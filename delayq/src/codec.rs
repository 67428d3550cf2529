//! Payload codecs
//!
//! Payloads are stored as text so producers and consumers with different
//! Rust types can share a topic. [`JsonCodec`] is the default.

use crate::{Error, Result};
use serde::{de::DeserializeOwned, Serialize};
use std::marker::PhantomData;

/// Encodes payloads to their stored text form and back
pub trait PayloadCodec<T>: Send + Sync {
    /// Encode a payload before it is written to the store
    fn encode(&self, payload: &T) -> Result<String>;

    /// Decode a stored payload
    ///
    /// Errors are reported as a plain reason; the scheduler attaches the
    /// topic and task id.
    fn decode(&self, raw: &str) -> std::result::Result<T, String>;
}

/// JSON text codec backed by `serde_json`
pub struct JsonCodec<T> {
    _marker: PhantomData<fn() -> T>,
}

impl<T> JsonCodec<T> {
    /// Create a new JSON codec
    pub fn new() -> Self {
        Self { _marker: PhantomData }
    }
}

impl<T> Default for JsonCodec<T> {
    fn default() -> Self {
        Self::new()
    }
}

impl<T> Clone for JsonCodec<T> {
    fn clone(&self) -> Self {
        Self::new()
    }
}

impl<T> std::fmt::Debug for JsonCodec<T> {
    fn fmt(&self, f: &mut std::fmt::Formatter<'_>) -> std::fmt::Result {
        f.write_str("JsonCodec")
    }
}

impl<T> PayloadCodec<T> for JsonCodec<T>
where
    T: Serialize + DeserializeOwned,
{
    fn encode(&self, payload: &T) -> Result<String> {
        serde_json::to_string(payload).map_err(|e| Error::Serialization(e.to_string()))
    }

    fn decode(&self, raw: &str) -> std::result::Result<T, String> {
        serde_json::from_str(raw).map_err(|e| e.to_string())
    }
}

#[cfg(test)]
mod tests {
    use super::*;
    use serde::Deserialize;

    #[derive(Debug, PartialEq, Serialize, Deserialize)]
    struct Email {
        to: String,
        retries: u32,
    }

    #[test]
    fn test_json_struct() {
        let codec = JsonCodec::<Email>::new();
        let email = Email { to: "ops@example.com".into(), retries: 2 };

        let raw = codec.encode(&email).unwrap();
        assert_eq!(raw, r#"{"to":"ops@example.com","retries":2}"#);
        assert_eq!(codec.decode(&raw).unwrap(), email);
    }

    #[test]
    fn test_json_string_is_quoted() {
        let codec = JsonCodec::<String>::new();
        assert_eq!(codec.encode(&"hello".to_string()).unwrap(), "\"hello\"");
        assert!(codec.decode("hello").is_err());
    }

    #[test]
    fn test_decode_reports_reason() {
        let codec = JsonCodec::<Email>::new();
        let reason = codec.decode("{not json").unwrap_err();
        assert!(!reason.is_empty());
    }
}
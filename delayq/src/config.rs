//! delayq configuration module
//!
//! Connection settings for the backing store and per-scheduler options.

use crate::{Error, Result};
use fred::types::{ReconnectPolicy, RedisConfig as FredRedisConfig, ServerConfig};
use std::time::Duration;

/// Reconnect delay increment per attempt, in milliseconds
const RECONNECT_STEP_MS: u32 = 50;

/// Upper bound for the reconnect delay, in milliseconds
const RECONNECT_CEILING_MS: u32 = 2000;

/// Default polling interval when no task is due
pub const DEFAULT_POLLING_INTERVAL: Duration = Duration::from_secs(1);

/// Backing store connection configuration
///
/// Applied once per store client; every scheduler minted from the same
/// factory shares the connection it describes.
#[derive(Debug, Clone, PartialEq, Eq)]
pub struct StoreConfig {
    /// Redis host (default: localhost)
    pub host: String,

    /// Redis port (default: 6379)
    pub port: u16,

    /// Logical database index (default: 0)
    pub database: u8,

    /// Bounds the reconnect backoff to `max_retries * 50ms` (at most 2s).
    /// `0` uses the 2s ceiling. Reconnection itself never gives up.
    pub max_retries: u32,

    /// ACL username
    pub username: Option<String>,

    /// Password
    pub password: Option<String>,
}

impl Default for StoreConfig {
    fn default() -> Self {
        Self {
            host: "localhost".to_string(),
            port: 6379,
            database: 0,
            max_retries: 0,
            username: None,
            password: None,
        }
    }
}

impl StoreConfig {
    /// Create a new configuration with default values
    pub fn new() -> Self {
        Self::default()
    }

    /// Parse a Redis URL such as `redis://:password@host:port/db`
    ///
    /// Port and database are optional and fall back to the defaults. Only
    /// centralized deployments are supported.
    pub fn from_url(url: &str) -> Result<Self> {
        let parsed = FredRedisConfig::from_url(url)?;
        let server = match parsed.server {
            ServerConfig::Centralized { server } => server,
            _ => {
                return Err(Error::Config(format!(
                    "only centralized Redis URLs are supported: {}",
                    url
                )))
            }
        };

        let config = Self {
            host: server.host.trim_start_matches('[').trim_end_matches(']').to_string(),
            port: server.port,
            database: parsed.database.unwrap_or(0),
            username: parsed.username,
            password: parsed.password,
            ..Self::default()
        };
        config.validate()?;
        Ok(config)
    }

    /// Set the host
    #[must_use]
    pub fn with_host(mut self, host: impl Into<String>) -> Self {
        self.host = host.into();
        self
    }

    /// Set the port
    #[must_use]
    pub fn with_port(mut self, port: u16) -> Self {
        self.port = port;
        self
    }

    /// Set the logical database index
    #[must_use]
    pub fn with_database(mut self, database: u8) -> Self {
        self.database = database;
        self
    }

    /// Set the reconnect backoff bound
    #[must_use]
    pub fn with_max_retries(mut self, max_retries: u32) -> Self {
        self.max_retries = max_retries;
        self
    }

    /// Set the password
    #[must_use]
    pub fn with_password(mut self, password: impl Into<String>) -> Self {
        self.password = Some(password.into());
        self
    }

    /// Validate the configuration
    pub fn validate(&self) -> Result<()> {
        if self.host.is_empty() {
            return Err(Error::Config("host cannot be empty".into()));
        }
        if self.port == 0 {
            return Err(Error::Config("port must be greater than 0".into()));
        }
        Ok(())
    }

    /// Ceiling for the linear reconnect backoff
    pub fn reconnect_ceiling(&self) -> Duration {
        let ceiling = match self.max_retries {
            0 => RECONNECT_CEILING_MS,
            n => n.saturating_mul(RECONNECT_STEP_MS).min(RECONNECT_CEILING_MS),
        };
        Duration::from_millis(u64::from(ceiling))
    }

    /// Reconnect policy handed to the transport
    ///
    /// Attempts are unlimited; `max_retries` only shapes the delay.
    pub fn reconnect_policy(&self) -> ReconnectPolicy {
        ReconnectPolicy::new_linear(
            0,
            self.reconnect_ceiling().as_millis() as u32,
            RECONNECT_STEP_MS,
        )
    }

    /// Client configuration handed to the transport
    ///
    /// The first connection goes through the reconnect policy too, so an
    /// unreachable server at startup is waited out rather than reported.
    pub fn to_fred_config(&self) -> FredRedisConfig {
        FredRedisConfig {
            server: ServerConfig::new_centralized(self.host.as_str(), self.port),
            database: Some(self.database),
            username: self.username.clone(),
            password: self.password.clone(),
            fail_fast: false,
            ..Default::default()
        }
    }

    /// Display form of the target, used in log lines
    pub fn url(&self) -> String {
        format!("redis://{}:{}/{}", self.host, self.port, self.database)
    }
}

/// Per-scheduler options
#[derive(Debug, Clone, Copy, PartialEq, Eq)]
pub struct SchedulerOptions {
    /// Delay before re-querying the due index when nothing was due
    pub polling_interval: Duration,
}

impl Default for SchedulerOptions {
    fn default() -> Self {
        Self {
            polling_interval: DEFAULT_POLLING_INTERVAL,
        }
    }
}

impl SchedulerOptions {
    /// Set the polling interval
    #[must_use]
    pub fn with_polling_interval(mut self, interval: Duration) -> Self {
        self.polling_interval = interval;
        self
    }

    /// Validate the options
    pub fn validate(&self) -> Result<()> {
        if self.polling_interval.is_zero() {
            return Err(Error::Config("polling_interval must be greater than 0".into()));
        }
        Ok(())
    }
}
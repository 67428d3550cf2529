//! Command handlers for Delayq CLI
//!
//! This module contains the handlers for schedule, listen, and stats.

pub mod listen;
pub mod schedule;
pub mod stats;
//! Error type definitions
//!
//! Provides all possible error types in the delayq scheduler.

/// Result type alias for delayq
pub type Result<T> = std::result::Result<T, Error>;

/// Error type for the delayq scheduler
#[derive(Debug, thiserror::Error)]
pub enum Error {
    /// Redis transport errors (a single round trip failed)
    #[error("Redis error: {0}")]
    Redis(#[from] fred::error::RedisError),

    /// Payload could not be encoded before scheduling
    #[error("Serialization error: {0}")]
    Serialization(String),

    /// Payload stored under a task key could not be decoded
    #[error("Deserialization error for task {task_id} on topic '{topic}': {reason}")]
    Deserialization {
        /// Topic the task belonged to
        topic: String,
        /// Identifier of the poisoned task
        task_id: String,
        /// Decoder message
        reason: String,
    },

    /// Connection errors
    #[error("Connection error: {0}")]
    Connection(String),

    /// The transport gave up reconnecting
    #[error("Reconnect retries exhausted: {0}")]
    RetriesExhausted(String),

    /// Configuration errors
    #[error("Configuration error: {0}")]
    Config(String),
}

impl Error {
    /// Check if the error comes from the transport and may clear up once the
    /// store is reachable again
    pub fn is_transport(&self) -> bool {
        matches!(self, Error::Redis(_) | Error::Connection(_))
    }

    /// Check if the error is fatal (non-recoverable)
    pub fn is_fatal(&self) -> bool {
        matches!(
            self,
            Error::RetriesExhausted(_) | Error::Config(_) | Error::Deserialization { .. }
        )
    }
}
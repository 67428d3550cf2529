//! Prometheus metrics collector for delayq
//!
//! Tracks scheduled and delivered tasks per topic, poisoned payloads, and
//! store reachability.

use prometheus::{IntCounterVec, IntGauge, Opts, Registry, TextEncoder};
use std::sync::Arc;

/// delayq metrics collector
#[derive(Clone)]
pub struct SchedulerMetrics {
    registry: Arc<Registry>,

    // Task counters
    tasks_scheduled_total: IntCounterVec,
    tasks_delivered_total: IntCounterVec,
    decode_failures_total: IntCounterVec,
    missing_payloads_total: IntCounterVec,

    // Store link
    store_reachable: IntGauge,
}

impl SchedulerMetrics {
    /// Create a new metrics collector
    pub fn new() -> Result<Self, prometheus::Error> {
        let registry = Registry::new();

        let tasks_scheduled_total = IntCounterVec::new(
            Opts::new("delayq_tasks_scheduled_total", "Total number of tasks scheduled"),
            &["topic"],
        )?;

        let tasks_delivered_total = IntCounterVec::new(
            Opts::new("delayq_tasks_delivered_total", "Total number of tasks delivered to consumers"),
            &["topic"],
        )?;

        let decode_failures_total = IntCounterVec::new(
            Opts::new("delayq_decode_failures_total", "Total number of payloads that failed to decode"),
            &["topic"],
        )?;

        let missing_payloads_total = IntCounterVec::new(
            Opts::new(
                "delayq_missing_payloads_total",
                "Total number of due tasks whose payload was already gone",
            ),
            &["topic"],
        )?;

        let store_reachable = IntGauge::with_opts(Opts::new(
            "delayq_store_reachable",
            "Whether the backing store is reachable (1) or not (0)",
        ))?;

        registry.register(Box::new(tasks_scheduled_total.clone()))?;
        registry.register(Box::new(tasks_delivered_total.clone()))?;
        registry.register(Box::new(decode_failures_total.clone()))?;
        registry.register(Box::new(missing_payloads_total.clone()))?;
        registry.register(Box::new(store_reachable.clone()))?;

        Ok(Self {
            registry: Arc::new(registry),
            tasks_scheduled_total,
            tasks_delivered_total,
            decode_failures_total,
            missing_payloads_total,
            store_reachable,
        })
    }

    /// Record task scheduled
    pub fn record_scheduled(&self, topic: &str) {
        self.tasks_scheduled_total.with_label_values(&[topic]).inc();
    }

    /// Record task delivered
    pub fn record_delivered(&self, topic: &str) {
        self.tasks_delivered_total.with_label_values(&[topic]).inc();
    }

    /// Record a payload that failed to decode
    pub fn record_decode_failure(&self, topic: &str) {
        self.decode_failures_total.with_label_values(&[topic]).inc();
    }

    /// Record a due task without payload
    pub fn record_missing_payload(&self, topic: &str) {
        self.missing_payloads_total.with_label_values(&[topic]).inc();
    }

    /// Update store reachability
    pub fn set_store_reachable(&self, reachable: bool) {
        self.store_reachable.set(i64::from(reachable));
    }

    /// Get the registry for custom metrics
    pub fn registry(&self) -> &Registry {
        &self.registry
    }

    /// Gather metrics in Prometheus text format
    pub fn gather(&self) -> String {
        let encoder = TextEncoder::new();
        let metric_families = self.registry.gather();
        encoder.encode_to_string(&metric_families).unwrap_or_default()
    }
}
use std::collections::HashMap;
use std::fmt;
use std::num::ParseIntError;
use std::str::FromStr;

use log::debug;
use once_cell::sync::Lazy;
use regex_lite::Regex;
use thiserror::Error;

use crate::paths::{SquareArray, INFINITE};
use crate::PART1_MINUTES;

// eg: Valve AA has flow rate=0; tunnels lead to valves DD, II, BB
static LINE_RE: Lazy<Regex> = Lazy::new(|| {
    Regex::new(r"^Valve ([A-Z]{2}) has flow rate=(\d+); tunnels? leads? to valves? ([A-Z, ]+)$").unwrap()
});

/// Widest opened-set bitmask we support.
pub const MAX_USEFUL_VALVES: usize = 64;

#[derive(Debug, Error, PartialEq, Eq)]
pub enum ParseError {
    #[error("no valves in input")]
    EmptyInput,
    #[error("unexpected line format: {0}")]
    UnexpectedLine(String),
    #[error("bad flow rate: {line}")]
    BadFlowRate {
        line: String,
        source: ParseIntError,
    },
    #[error("flow rate of valve {0} would overflow the pressure released")]
    FlowTooLarge(String),
    #[error("valve {0} is defined more than once")]
    DuplicateValve(String),
    #[error("unknown valve: {0}")]
    UnknownValve(String),
    #[error("{0} valves have a positive flow rate, at most {max} are supported", max = MAX_USEFUL_VALVES)]
    TooManyValves(usize),
}

/// Index of a valve in the `Volcano` that handed it out.
///
/// ```compile_fail
/// let _ = valve_network::RoomHandle(0);
/// ```
#[derive(Clone, Copy, PartialEq, Eq, PartialOrd, Ord, Hash)]
pub struct RoomHandle(pub(crate) usize);

impl fmt::Debug for RoomHandle {
    fn fmt(&self, f: &mut fmt::Formatter<'_>) -> fmt::Result {
        write!(f, "{}", self.0)
    }
}

#[derive(Clone, Debug, PartialEq, Eq)]
pub struct Valve {
    pub name: String,
    pub flow: usize,
    /// Position of the valve's line in the input. Also its row in the distance table.
    pub index: RoomHandle,
    /// Bit in an opened-set mask. Only valves with positive flow get one.
    pub bit: Option<u32>,
}

pub struct Volcano {
    valves: Vec<Valve>,
    handle_for: HashMap<String, RoomHandle>,
    tunnels: SquareArray,
}

impl Volcano {
    pub fn len(&self) -> usize {
        self.valves.len()
    }

    pub fn is_empty(&self) -> bool {
        self.valves.is_empty()
    }

    pub fn valves(&self) -> impl Iterator<Item=&Valve> + '_ {
        self.valves.iter()
    }

    /// Valves worth opening, in input order.
    pub fn useful_valves(&self) -> impl Iterator<Item=&Valve> + '_ {
        self.valves.iter().filter(|v| v.flow > 0)
    }

    pub fn get(&self, rh: RoomHandle) -> &Valve {
        &self.valves[rh.0]
    }

    pub fn handle(&self, name: &str) -> Option<RoomHandle> {
        self.handle_for.get(name).copied()
    }

    pub fn valve(&self, name: &str) -> Option<&Valve> {
        self.handle(name).map(|rh| self.get(rh))
    }

    pub fn flow(&self, name: &str) -> Option<usize> {
        self.valve(name).map(|v| v.flow)
    }

    /// Direct tunnel costs: 0 on the diagonal, 1 for a tunnel, INFINITE otherwise.
    pub fn tunnels(&self) -> &SquareArray {
        &self.tunnels
    }

    pub fn neighbors(&self, rh: RoomHandle) -> impl Iterator<Item=RoomHandle> + '_ {
        self.tunnels.row(rh.0).iter().enumerate()
            .filter(move |&(i, &w)| i != rh.0 && w != INFINITE)
            .map(|(i, _)| RoomHandle(i))
    }

    pub fn neighbor_names(&self, name: &str) -> Vec<&str> {
        let Some(src) = self.handle(name) else {
            return Vec::new();
        };
        self.neighbors(src)
            .map(|rh| self.get(rh).name.as_str())
            .collect()
    }
}

impl fmt::Display for Volcano {
    fn fmt(&self, f: &mut fmt::Formatter<'_>) -> fmt::Result {
        for valve in &self.valves {
            writeln!(f, "Valve {} ({})", valve.name, valve.flow)?;
            for rh in self.neighbors(valve.index) {
                writeln!(f, "  {}->{}", valve.name, self.get(rh).name)?;
            }
        }
        Ok(())
    }
}

impl FromStr for Volcano {
    type Err = ParseError;

    fn from_str(s: &str) -> Result<Self, Self::Err> {
        let mut valves: Vec<Valve> = Vec::new();
        let mut handle_for: HashMap<String, RoomHandle> = HashMap::new();
        let mut adjacent_for: Vec<&str> = Vec::new();
        let mut nuseful: usize = 0;
        let mut total_flow: usize = 0;

        // Handles follow line order, so resolve tunnels only once every valve is known.
        for line in s.trim().lines() {
            let Some(caps) = LINE_RE.captures(line) else {
                return Err(ParseError::UnexpectedLine(line.to_string()));
            };
            let name = caps[1].to_string();
            let flow: usize = caps[2].parse().map_err(|source| ParseError::BadFlowRate {
                line: line.to_string(),
                source,
            })?;
            if handle_for.contains_key(&name) {
                return Err(ParseError::DuplicateValve(name));
            }
            // Every valve open for the whole longest budget must still fit.
            total_flow = match total_flow.checked_add(flow) {
                Some(total) if total.checked_mul(PART1_MINUTES).is_some() => total,
                _ => return Err(ParseError::FlowTooLarge(name)),
            };

            let bit = if flow > 0 {
                nuseful += 1;
                Some((nuseful - 1) as u32)
            } else {
                None
            };
            let index = RoomHandle(valves.len());
            handle_for.insert(name.clone(), index);
            valves.push(Valve { name, flow, index, bit });
            adjacent_for.push(caps.get(3).map_or("", |m| m.as_str()));
        }

        if valves.is_empty() {
            return Err(ParseError::EmptyInput);
        }
        if nuseful > MAX_USEFUL_VALVES {
            return Err(ParseError::TooManyValves(nuseful));
        }

        let mut tunnels = SquareArray::new(valves.len(), INFINITE);
        for (src, adjacent) in adjacent_for.into_iter().enumerate() {
            tunnels.set(src, src, 0);
            for name in adjacent.split(',').map(str::trim) {
                let Some(&dst) = handle_for.get(name) else {
                    return Err(ParseError::UnknownValve(name.to_string()));
                };
                if dst.0 == src {
                    continue;
                }
                // Tunnels go both ways.
                tunnels.set(src, dst.0, 1);
                tunnels.set(dst.0, src, 1);
            }
        }

        let volcano = Volcano { valves, handle_for, tunnels };
        debug!("parsed {} valves, {} worth opening\n{}", volcano.len(), nuseful, volcano);
        Ok(volcano)
    }
}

Problem statement
Copy out every line of the data that includes "IntGauge".

Finished exercise
use prometheus::{IntCounterVec, IntGauge, Opts, Registry, TextEncoder};
    store_reachable: IntGauge,
        let store_reachable = IntGauge::with_opts(Opts::new(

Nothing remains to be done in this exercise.